Sleeping the first few days was interesting as I hate sleeping on my back and couldn't get comfortable sleeping on my sides. Day 6 I woke up feeling great. No muscle soreness or gas pains.
I'm so thankful to God and my surgeon for making this surgery possible. One thing many people forget is this is just a tool. I still have control over what goes in my mouth and whether I exercise or not. I can only ingest smaller quantities at one time.

Tuesday, February 7, 2012

My New Lifestyle

What is a Vertical Sleeve Gastrectomy you ask? Well, it is going to be the tool that helps save my life! It is a weight loss surgery procedure that works by restricting the amount of food you can consume in a sitting as opposed to a Gastric Bypass where the stomach is reduced to a pouch and the intestines are re-routed.

Vertical Sleeve Gastrectomy information here.

After years of research and my insurance finally paying for the procedure, I found a local surgeon and scheduled an appointment. I am so glad I found Dr Ahuja at New Life Weight Loss Center. I have heard nothing but rave reviews for him and his staff.

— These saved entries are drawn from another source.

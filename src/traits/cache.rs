// Copyright (c) 2025 Steve Wagner (ciroque@live.com)
// SPDX-License-Identifier: MIT

use async_trait::async_trait;
use serde::{Deserialize, Serialize};

use crate::errors::PortError;

/// Declared type of a cached payload, persisted next to the data so the
/// original value can be reconstructed on read.
#[derive(Debug, Clone, Copy, PartialEq, Eq, Serialize, Deserialize)]
#[serde(rename_all = "snake_case")]
pub enum DataType {
    Text,
    Json,
    Binary,
}

/// Self-describing cache record.
#[derive(Debug, Clone, PartialEq, Serialize, Deserialize)]
pub struct CachedData {
    pub key: String,
    pub data: String,
    pub data_type: DataType,
    /// Seconds since the Unix epoch.
    pub created_at: u64,
}

#[async_trait]
pub trait CachePort: Send + Sync {
    /// Fails with `PortError::NotFound` when the key is absent.
    async fn get(&self, key: &str) -> Result<CachedData, PortError>;

    /// Always overwrites.
    async fn set(&self, key: &str, data: CachedData) -> Result<(), PortError>;

    /// Fails with `PortError::NotFound` when the key is absent.
    async fn delete(&self, key: &str) -> Result<(), PortError>;

    async fn exists(&self, key: &str) -> Result<bool, PortError>;
}
// Copyright (c) 2025 Steve Wagner (ciroque@live.com)
// SPDX-License-Identifier: MIT

//! Per-kind service configuration and adapter construction.
//!
//! Every service block is a tagged union keyed by its `adapter`
//! discriminator, with adapter-specific fields under `config`:
//!
//! ```yaml
//! services:
//!   object_storage:
//!     adapter: fs
//!     config:
//!       base_path: storage/datastore
//!   triple_store:
//!     adapter: object_storage
//!     config:
//!       triples_prefix: ontology
//! ```
//!
//! Unknown discriminators and unknown fields are schema errors. A kind with
//! no block uses its default adapter.

use serde::de::DeserializeOwned;
use serde::{Deserialize, Serialize};
use serde_yaml::{Mapping, Value};
use std::collections::BTreeMap;
use std::path::PathBuf;
use std::sync::Arc;

use crate::backends::bus::MemoryBusAdapter;
use crate::backends::cache::{FsCacheAdapter, MemoryCacheAdapter};
use crate::backends::key_value::MemoryKeyValueAdapter;
use crate::backends::object_storage::{FsObjectStorageAdapter, MemoryObjectStorageAdapter};
use crate::backends::secret::{DotenvSecretAdapter, EnvSecretAdapter, MemorySecretAdapter};
use crate::backends::triple_store::{MemoryTripleStoreAdapter, ObjectStorageTripleStoreAdapter};
use crate::backends::vector_store::MemoryVectorStoreAdapter;
use crate::config::consts::{
    DEFAULT_BUS_CAPACITY, DEFAULT_CACHE_PATH, DEFAULT_DOTENV_PATH, DEFAULT_OBJECT_STORAGE_PATH,
    DEFAULT_TRIPLES_PATH, DEFAULT_TRIPLE_STORE_PATH,
};
use crate::errors::PortError;
use crate::services::{
    BusService, CacheService, KeyValueService, ObjectStorageService, SecretService, Service,
    ServiceKind, ServiceRegistry, TripleStoreService, VectorStoreService,
};
use crate::traits::SecretPort;

/// Wire shape shared by every adapter choice.
#[derive(Debug, Clone, PartialEq, Serialize, Deserialize)]
#[serde(deny_unknown_fields)]
struct AdapterBlock {
    adapter: String,
    #[serde(default, skip_serializing_if = "is_empty_config")]
    config: Value,
}

impl AdapterBlock {
    fn bare(adapter: &str) -> Self {
        Self {
            adapter: adapter.to_string(),
            config: Value::Null,
        }
    }

    fn with<T: Serialize>(adapter: &str, config: &T) -> Self {
        Self {
            adapter: adapter.to_string(),
            config: serde_yaml::to_value(config).unwrap_or(Value::Null),
        }
    }

    fn parse<T: DeserializeOwned>(&self, kind: ServiceKind) -> Result<T, String> {
        let config = match &self.config {
            Value::Null => Value::Mapping(Mapping::new()),
            other => other.clone(),
        };
        serde_yaml::from_value(config)
            .map_err(|e| format!("{} adapter '{}': {}", kind, self.adapter, e))
    }

    fn unknown(&self, kind: ServiceKind, known: &[&str]) -> String {
        format!(
            "unknown {} adapter '{}' (expected one of: {})",
            kind,
            self.adapter,
            known.join(", ")
        )
    }
}

fn is_empty_config(config: &Value) -> bool {
    match config {
        Value::Null => true,
        Value::Mapping(map) => map.is_empty(),
        _ => false,
    }
}

// ---------------------------------------------------------------------------
// secret

#[derive(Debug, Clone, PartialEq, Serialize, Deserialize)]
#[serde(deny_unknown_fields)]
pub struct DotenvSecretConfiguration {
    #[serde(default = "default_dotenv_path")]
    pub path: PathBuf,
}

impl Default for DotenvSecretConfiguration {
    fn default() -> Self {
        Self {
            path: default_dotenv_path(),
        }
    }
}

fn default_dotenv_path() -> PathBuf {
    PathBuf::from(DEFAULT_DOTENV_PATH)
}

#[derive(Debug, Clone, Default, PartialEq, Serialize, Deserialize)]
#[serde(deny_unknown_fields)]
pub struct MemorySecretConfiguration {
    #[serde(default)]
    pub values: BTreeMap<String, String>,
}

#[derive(Debug, Clone, PartialEq, Serialize, Deserialize)]
#[serde(try_from = "AdapterBlock", into = "AdapterBlock")]
pub enum SecretAdapterConfiguration {
    Env,
    Dotenv(DotenvSecretConfiguration),
    Memory(MemorySecretConfiguration),
}

impl SecretAdapterConfiguration {
    pub fn adapter(&self) -> &'static str {
        match self {
            SecretAdapterConfiguration::Env => "env",
            SecretAdapterConfiguration::Dotenv(_) => "dotenv",
            SecretAdapterConfiguration::Memory(_) => "memory",
        }
    }

    pub fn load(&self) -> Arc<dyn SecretPort> {
        match self {
            SecretAdapterConfiguration::Env => Arc::new(EnvSecretAdapter::new()),
            SecretAdapterConfiguration::Dotenv(c) => Arc::new(DotenvSecretAdapter::new(&c.path)),
            SecretAdapterConfiguration::Memory(c) => {
                Arc::new(MemorySecretAdapter::new(c.values.clone()))
            }
        }
    }
}

impl TryFrom<AdapterBlock> for SecretAdapterConfiguration {
    type Error = String;

    fn try_from(block: AdapterBlock) -> Result<Self, Self::Error> {
        let kind = ServiceKind::Secret;
        match block.adapter.as_str() {
            "env" => Ok(Self::Env),
            "dotenv" => Ok(Self::Dotenv(block.parse(kind)?)),
            "memory" => Ok(Self::Memory(block.parse(kind)?)),
            _ => Err(block.unknown(kind, &["env", "dotenv", "memory"])),
        }
    }
}

impl From<SecretAdapterConfiguration> for AdapterBlock {
    fn from(config: SecretAdapterConfiguration) -> Self {
        match &config {
            SecretAdapterConfiguration::Env => AdapterBlock::bare(config.adapter()),
            SecretAdapterConfiguration::Dotenv(c) => AdapterBlock::with(config.adapter(), c),
            SecretAdapterConfiguration::Memory(c) => AdapterBlock::with(config.adapter(), c),
        }
    }
}

/// Ordered list of secret sources; earlier adapters win on read.
#[derive(Debug, Clone, PartialEq, Serialize, Deserialize)]
#[serde(deny_unknown_fields)]
pub struct SecretServiceConfiguration {
    #[serde(default = "default_secret_adapters")]
    pub adapters: Vec<SecretAdapterConfiguration>,
}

I have battled my weight for the past 15 years or so and after yet another failed diet attempt, I have decided to go with weight loss surgery. While not the magic bullet or cure-all, this procedure will finally give me a permanent tool to use in order to get the weight off and keep it off.

This is definitely not the easy way out, I will still have to watch what I eat and exercise and my 'tool' will have to be maintained by limiting my portions. I will always have to take vitamins and always deal with the emotions connected to my weight.

Being overweight, for me, has been like a growing onion. Now that I've matured I have a protective outer layer that can keep out a lot (not all) of external contaminates. I am able to use it like a shield to hide behind. Each pound I take off exposes yet another layer and with each layer comes more emotions. Most people aren't fat by coincidence. I have used mine as a way to keep people out, as a buffer between me and society. As I get to a new weight, I start thinking about the last time I was at that weight and of course it brings a flood of emotions with it. The trick is learning to deal with the emotional aspects, learning from them and moving on. Where I have always failed before was the fear of removing my armor. NEVER AGAIN! I will never have to experience those things that got me where I am now, so I have nothing to fear.

I've decided to live my life and love every moment of it. I want to teach my children that emotions don't have to control every aspect of life. It's possible to deal with emotions with things other than food.

Oh Temptation....

This article was brought to my attention at the best possible point of my life. Yes you can Resist!
I will be having Vertical Sleeve Gastrectomy surgery in 2 weeks and have been battling the 'Last Supper' mentality. I just can't let myself say no because it will be the 'last time' I will have 'insert food here' ever, or for a while. After putting away 3 or 4 chocolate chip cookies and feeling immense guilt and pain(real pain, junk food hurts!) I started beating myself up.

Knowing that there is an actual study behind putting off a craving, I might actually let myself believe it will work. I'm sure I have been able to do this before subconsciously, just never put two and two together. I'm fairly certain this will be my mantra from now on. Sure I can have that, I'll just wait until later to do it!